*** Block opens ***

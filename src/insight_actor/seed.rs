//! Sample rows for the `predictive_insights` table.

use crate::model::{InsightCreate, InsightStatus};

type Row = (&'static str, f64, InsightStatus, f64, &'static str, i64, f64, bool, &'static str);

const SAMPLE_ROWS: [Row; 10] = [
    ("Summer Sale 2024", 15000.00, InsightStatus::Active, 2.45, "Target CPA", 234, 45000.00, true, "Increase budget by 20%"),
    ("Black Friday Campaign", 25000.00, InsightStatus::Paused, 3.12, "Maximize Conversions", 189, 32000.00, false, "Optimize ad copy and targeting"),
    ("Brand Awareness Q4", 12000.00, InsightStatus::Active, 1.89, "Target ROAS", 156, 28000.00, true, "Expand to similar audiences"),
    ("Retargeting Campaign", 8500.00, InsightStatus::Active, 1.45, "Target CPA", 298, 38000.00, true, "Scale up successful ad groups"),
    ("Holiday Shopping", 30000.00, InsightStatus::Active, 4.25, "Maximize Conversions", 145, 25000.00, false, "Reduce CPC and improve quality score"),
    ("Mobile App Install", 18000.00, InsightStatus::Active, 2.15, "Target CPA", 267, 42000.00, true, "Test new creative variations"),
    ("Product Launch 2024", 22000.00, InsightStatus::Active, 2.85, "Target ROAS", 198, 35000.00, true, "Increase bid adjustments for high-performing keywords"),
    ("Seasonal Promotion", 16000.00, InsightStatus::Paused, 3.45, "Maximize Conversions", 123, 22000.00, false, "Review and update negative keywords"),
    ("Lead Generation", 9500.00, InsightStatus::Active, 1.95, "Target CPA", 312, 28000.00, true, "Expand to new geographic locations"),
    ("Brand Safety Campaign", 13000.00, InsightStatus::Active, 2.25, "Target ROAS", 178, 26000.00, true, "Test different ad formats"),
];

/// The fixed recommendation rows loaded by `seed-insights`.
pub fn sample_insights() -> Vec<InsightCreate> {
    SAMPLE_ROWS
        .iter()
        .map(
            |&(name, spend, status, cpc, strategy, conversions, revenue, profitable, recommendation)| InsightCreate {
                campaign_name: name.to_string(),
                spend,
                status,
                cpc,
                bidding_strategy: strategy.to_string(),
                conversions,
                revenue,
                profitable,
                recommendation: recommendation.to_string(),
            },
        )
        .collect()
}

*** Block closes ***

▶ _WORK TO BE COMPLETED_: Once more, write all of the records exactly as given.

▶ _RESULT OF THE EXERCISE_:
filename src/insight_actor/seed.rs
//! Sample rows for the `predictive_insights` table.

use crate::model::{InsightCreate, InsightStatus};

type Row = (&'static str, f64, InsightStatus, f64, &'static str, i64, f64, bool, &'static str);

const SAMPLE_ROWS: [Row; 10] = [
    ("Summer Sale 2024", 15000.00, InsightStatus::Active, 2.45, "Target CPA", 234, 45000.00, true, "Increase budget by 20%"),
    ("Black Friday Campaign", 25000.00, InsightStatus::Paused, 3.12, "Maximize Conversions", 189, 32000.00, false, "Optimize ad copy and targeting"),
    ("Brand Awareness Q4", 12000.00, InsightStatus::Active, 1.89, "Target ROAS", 156, 28000.00, true, "Expand to similar audiences"),
    ("Retargeting Campaign", 8500.00, InsightStatus::Active, 1.45, "Target CPA", 298, 38000.00, true, "Scale up successful ad groups"),
    ("Holiday Shopping", 30000.00, InsightStatus::Active, 4.25, "Maximize Conversions", 145, 25000.00, false, "Reduce CPC and improve quality score"),
    ("Mobile App Install", 18000.00, InsightStatus::Active, 2.15, "Target CPA", 267, 42000.00, true, "Test new creative variations"),
    ("Product Launch 2024", 22000.00, InsightStatus::Active, 2.85, "Target ROAS", 198, 35000.00, true, "Increase bid adjustments for high-performing keywords"),
    ("Seasonal Promotion", 16000.00, InsightStatus::Paused, 3.45, "Maximize Conversions", 123, 22000.00, false, "Review and update negative keywords"),
    ("Lead Generation", 9500.00, InsightStatus::Active, 1.95, "Target CPA", 312, 28000.00, true, "Expand to new geographic locations"),
    ("Brand Safety Campaign", 13000.00, InsightStatus::Active, 2.25, "Target ROAS", 178, 26000.00, true, "Test different ad formats"),
];

/// The fixed recommendation rows loaded by `seed-insights`.
pub fn sample_insights() -> Vec<InsightCreate> {
    SAMPLE_ROWS
        .iter()
        .map(
            |&(name, spend, status, cpc, strategy, conversions, revenue, profitable, recommendation)| InsightCreate {
                campaign_name: name.to_string(),
                spend,
                status,
                cpc,
                bidding_strategy: strategy.to_string(),
                conversions,
                revenue,
                profitable,
                recommendation: recommendation.to_string(),
            },
        )
        .collect()
}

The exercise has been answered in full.